In February of 2021, almost eight years after the state of Indiana seized Tyson Timbs' brand-new Land Rover over a drug crime, prosecutors argued that there should be no proportionality when it comes to such offenses—in other words, that the government should essentially be free to take everything you're worth.
Today, the state's highest court categorically rejected that.
The conclusion is not only good for Timbs—who will get to keep his vehicle, once and for all—but for others who would have fallen victim to Indiana prosecutors' extremely broad definition of what constitutes a legal and proportional civil forfeiture. The practice allows the government to take your property and pocket it, sometimes if you're only suspected of committing a crime. In Indiana, prosecutors must merely meet the "preponderance of the evidence" standard, which requires less than evidence than is needed to get a criminal conviction.
After unsuccessfully making his way through the state courts, Timbs' case was the subject of a 2019 landmark Supreme Court ruling, which dictated that the Eighth Amendment's prohibition against excessive fines and fees applies to state governments. His case then returned to Indiana's high court, whose judges sent it back to the trial court and back up again.
In other words, this was the third time the Indiana Supreme Court was tasked with deciding who owned Tyson Timbs' car: Timbs, or the state.
Timbs—and those who might find themselves in a similar position—finally won.
"Today's ruling is an important victory for property rights across Indiana," says Timbs' attorney, Sam Gedge of the Institute for Justice. "We're thrilled that the Indiana Supreme Court recognized the government's overreach in Tyson's case, and we think it's going to be a key precedent in combatting civil forfeiture going forward."
Chief Justice Loretta Rush likened the government's chutzpah to "Captain Ahab's chase of the white whale Moby Dick." Timbs, she concluded, "met his high burden to show that the harshness of his Land Rover's forfeiture was grossly disproportionate to the gravity of the underlying dealing offense and his culpability for the vehicle's misuse."
She added that "addiction is not a categorical means to inflate the seriousness of a predicate offense"—a rebuke of the government's quest to set no limit on what they can take from people who struggle with drug issues.
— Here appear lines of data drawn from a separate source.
//! Point lookup over simplified features.
//!
//! A [`SpatialIndex`] maps cell addresses to their content. A lookup locates
//! the deepest cell containing the coordinate and walks up through its
//! ancestors until it finds a stored cell, so a rectangle stored for a coarse
//! cell answers for every point inside it.

use crate::compute::engine::{GeometryEngine, PlanarEngine};
use crate::config::IndexOptions;
use crate::error::{LabelGridError, Result};
use crate::feature::{FeatureFactory, Label, LabeledFeature};
use crate::filter::{FilterChain, LabelFilter};
use crate::grid::{CellAddress, CellGrid};
use crate::storage::FeatureSource;
use geo::Coord;
use rustc_hash::FxHashMap;

/// Answers "which label covers this coordinate?".
pub trait LabelQuery {
    /// Label at `coordinate`, or `None` when nothing covers it.
    fn label_for(&self, coordinate: Coord) -> Option<Label>;

    /// Features stored in the cell that answers for `coordinate`.
    fn colocated_features(&self, coordinate: Coord) -> &[LabeledFeature<'_>];

    /// Wrap this query in a [`FilterChain`] holding `filter`.
    fn with(self, filter: LabelFilter) -> FilterChain<Self>
    where
        Self: Sized,
    {
        FilterChain::new(self).with(filter)
    }
}

impl<Q: LabelQuery + ?Sized> LabelQuery for &Q {
    fn label_for(&self, coordinate: Coord) -> Option<Label> {
        (**self).label_for(coordinate)
    }

    fn colocated_features(&self, coordinate: Coord) -> &[LabeledFeature<'_>] {
        (**self).colocated_features(coordinate)
    }
}

/// Content of one indexed cell.
#[derive(Debug, Clone, PartialEq)]
pub enum CellContent<'g> {
    /// The cell is known to carry no label.
    Empty,
    /// The whole cell resolves to this feature's label.
    Single(LabeledFeature<'g>),
    /// Features that split the cell; lookups test containment in order.
    Features(Vec<LabeledFeature<'g>>),
}

impl<'g> CellContent<'g> {
    fn from_group(mut members: Vec<LabeledFeature<'g>>, options: IndexOptions) -> Self {
        if members.iter().all(|m| m.label().is_none()) {
            return CellContent::Empty;
        }
        if options.collapse_single_label_cells
            && members.len() == 1
            && let Some(only) = members.pop()
        {
            return CellContent::Single(only);
        }
        CellContent::Features(members)
    }

    pub fn features(&self) -> &[LabeledFeature<'g>] {
        match self {
            CellContent::Empty => &[],
            CellContent::Single(feature) => std::slice::from_ref(feature),
            CellContent::Features(features) => features,
        }
    }

    /// Label this content assigns to `coordinate`: the single label, or the
    /// label of the first feature covering the coordinate.
    pub fn label_at<E: GeometryEngine>(&self, engine: &E, coordinate: Coord) -> Option<Label> {
        match self {
            CellContent::Empty => None,
            CellContent::Single(feature) => feature.label().cloned(),
            CellContent::Features(features) => features
                .iter()
                .find(|f| engine.covers(f.geometry(), coordinate))
                .and_then(|f| f.label().cloned()),
        }
    }
}

/// Read-only cell index built once from simplified features.
///
/// # Examples
///
/// ```rust
/// use labelgrid::{CellGrid, Envelope, FeatureFactory, IndexOptions, LabelQuery, SpatialIndex};
/// use geo::{Rect, coord};
///
/// let grid = CellGrid::new(Envelope::new(0.0, 0.0, 4.0, 4.0), vec![2])?;
/// let factory = FeatureFactory::new(&grid, "name");
/// let cell = grid.root().child(0, 0)?;
/// let square = cell.envelope_polygon();
/// let feature = factory.feature_at(cell, Some("A".into()), false, square);
///
/// let index = SpatialIndex::build(&grid, vec![feature], IndexOptions::default())?;
/// assert_eq!(index.label_for(coord! { x: 1.0, y: 1.0 }).as_deref(), Some("A"));
/// assert_eq!(index.label_for(coord! { x: 3.0, y: 3.0 }), None);
/// # Ok::<(), labelgrid::LabelGridError>(())
/// ```
#[derive(Debug, Clone)]
pub struct SpatialIndex<'g, E: GeometryEngine = PlanarEngine> {
    grid: &'g CellGrid,
    cells: FxHashMap<CellAddress<'g>, CellContent<'g>>,
    engine: E,
}

impl<'g> SpatialIndex<'g, PlanarEngine> {
    /// Group `features` by cell address.
    ///
    /// # Errors
    ///
    /// `InvalidInput` if a feature belongs to another grid.
    pub fn build(
        grid: &'g CellGrid,
        features: impl IntoIterator<Item = LabeledFeature<'g>>,
        options: IndexOptions,
    ) -> Result<Self> {
        Self::build_with_engine(grid, features, options, PlanarEngine)
    }

    /// Index a previously simplified dataset.
    ///
    /// # Errors
    ///
    /// `SchemaMissingAttribute` if the source lacks `label_attribute` or the
    /// grid's address attribute; `MalformedAddress` if a stored address does
    /// not parse.
    pub fn load(
        grid: &'g CellGrid,
        source: &dyn FeatureSource,
        label_attribute: &str,
        options: IndexOptions,
    ) -> Result<Self> {
        Self::load_with_engine(grid, source, label_attribute, options, PlanarEngine)
    }
}

impl<'g, E: GeometryEngine> SpatialIndex<'g, E> {
    pub fn load_with_engine(
        grid: &'g CellGrid,
        source: &dyn FeatureSource,
        label_attribute: &str,
        options: IndexOptions,
        engine: E,
    ) -> Result<Self> {
        let names = source.attribute_names()?;
        for required in [label_attribute.to_string(), grid.attribute_name()] {
            if !names.contains(&required) {
                return Err(LabelGridError::SchemaMissingAttribute(required));
            }
        }
        let features = FeatureFactory::new(grid, label_attribute).from_source(source)?;
        log::info!("Loaded {} features for indexing", features.len());
        Self::build_with_engine(grid, features, options, engine)
    }

    pub fn build_with_engine(
        grid: &'g CellGrid,
        features: impl IntoIterator<Item = LabeledFeature<'g>>,
        options: IndexOptions,
        engine: E,
    ) -> Result<Self> {
        let mut groups: FxHashMap<CellAddress<'g>, Vec<LabeledFeature<'g>>> =
            FxHashMap::default();
        let mut count = 0usize;
        for feature in features {
            if feature.address().grid() != grid {
                return Err(LabelGridError::InvalidInput(format!(
                    "Feature at {} belongs to a different grid",
                    feature.address()
                )));
            }
            count += 1;
            groups
                .entry(feature.address().clone())
                .or_default()
                .push(feature);
        }

        let cells: FxHashMap<CellAddress<'g>, CellContent<'g>> = groups
            .into_iter()
            .map(|(address, members)| (address, CellContent::from_group(members, options)))
            .collect();
        log::debug!("Indexed {} features in {} cells", count, cells.len());

        Ok(Self {
            grid,
            cells,
            engine,
        })
    }

    pub fn grid(&self) -> &'g CellGrid {
        self.grid
    }

    pub fn engine(&self) -> &E {
        &self.engine
    }

    /// Number of stored cells.
    pub fn len(&self) -> usize {
        self.cells.len()
    }

    pub fn is_empty(&self) -> bool {
        self.cells.is_empty()
    }

    /// Content stored for exactly `address`, without walking up.
    pub fn cell(&self, address: &CellAddress<'g>) -> Option<&CellContent<'g>> {
        self.cells.get(address)
    }

    /// The stored cell that answers for `coordinate`, with its address.
    pub fn resolve(&self, coordinate: Coord) -> Option<(CellAddress<'g>, &CellContent<'g>)> {
        self.grid
            .locate(coordinate)
            .ancestors()
            .find_map(|address| self.cells.get_key_value(&address))
            .map(|(address, content)| (address.clone(), content))
    }
}

impl<E: GeometryEngine> LabelQuery for SpatialIndex<'_, E> {
    fn label_for(&self, coordinate: Coord) -> Option<Label> {
        self.resolve(coordinate)?
            .1
            .label_at(&self.engine, coordinate)
    }

    fn colocated_features(&self, coordinate: Coord) -> &[LabeledFeature<'_>] {
        match self.resolve(coordinate) {
            Some((_, content)) => content.features(),
            None => &[],
        }
    }
}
Indiana prosecutors' position may sound extreme, but it fits right in with the state's general attitude toward legalized theft. Also in February of this year, the Indiana Senate passed a bill to seize assets from people suspected of "unlawful assembly," a vague crime often used to break up protests.
"The attorney general's 'anything goes' approach to civil forfeiture has definitely hit a setback with today's decision," says Gedge.